EXERCISE AIM: For the data that follows, give the number of lines in which "fragments" appears. Add nothing to it.

*** EXTRACTED ENTRIES ***

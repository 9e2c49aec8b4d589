//! Wall cutting/splitting against a BSP partition.

use log::trace;

use crate::error::{RenderError, Result};
use crate::plane::{Partition, WallSide};
use crate::{Wall, WALL_SPLIT_ID};

/// Outcome of cutting a wall by a partition.
///
/// The input wall is consumed; a spanning wall comes back as exactly two
/// fragments and the original is gone.
#[derive(Debug, Clone, PartialEq)]
pub enum SplitResult {
    Front(Wall),
    Back(Wall),
    Spanning { front: Wall, back: Wall },
}

/// Trait for geometry that can be cut by a partition.
pub trait Cuttable: Sized {
    /// Cuts the geometry by a partition.
    ///
    /// # Return values by classification
    ///
    /// - **Front** (including coplanar): `SplitResult::Front(self)`
    /// - **Back**: `SplitResult::Back(self)`
    /// - **Spanning**: two new fragments, one per side
    fn cut(self, partition: &Partition) -> Result<SplitResult>;
}

impl Cuttable for Wall {
    fn cut(self, partition: &Partition) -> Result<SplitResult> {
        match partition.classify(&self) {
            WallSide::Front => Ok(SplitResult::Front(self)),
            WallSide::Back => Ok(SplitResult::Back(self)),
            WallSide::Spanning => split_wall(self, partition),
        }
    }
}

/// Splits a spanning wall at the point where its leading edge crosses the
/// partition line.
///
/// The top edge (`v0 -> v1`) and bottom edge (`v3 -> v2`) are both cut at
/// the same parameter, giving the fragments `[v0, top, bottom, v3]` and
/// `[top, v1, v2, bottom]`. Each keeps the winding of the original.
fn split_wall(wall: Wall, partition: &Partition) -> Result<SplitResult> {
    let t = partition.intersect_leading_edge(&wall)?;
    let (d0, _) = partition.leading_distances(&wall);
    let [v0, v1, v2, v3] = *wall.vertices();

    let top = v0.lerp(&v1, t);
    let bottom = v3.lerp(&v2, t);
    if !(top.is_finite() && bottom.is_finite()) {
        return Err(RenderError::DegenerateGeometry(
            "split produced a non-finite vertex",
        ));
    }

    let id = wall.id + WALL_SPLIT_ID;
    let start_part = wall.fragment(id, [v0, top, bottom, v3]);
    let end_part = wall.fragment(id, [top, v1, v2, bottom]);

    trace!("split wall {} at t = {:.3} into two fragments {}", wall.id, t, id);

    // The fragment holding v0 lies on v0's side
    let (front, back) = if d0 >= 0.0 {
        (start_part, end_part)
    } else {
        (end_part, start_part)
    };
    Ok(SplitResult::Spanning { front, back })
}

*** End of EXTRACTED ENTRIES ***

FINAL ANSWER: 4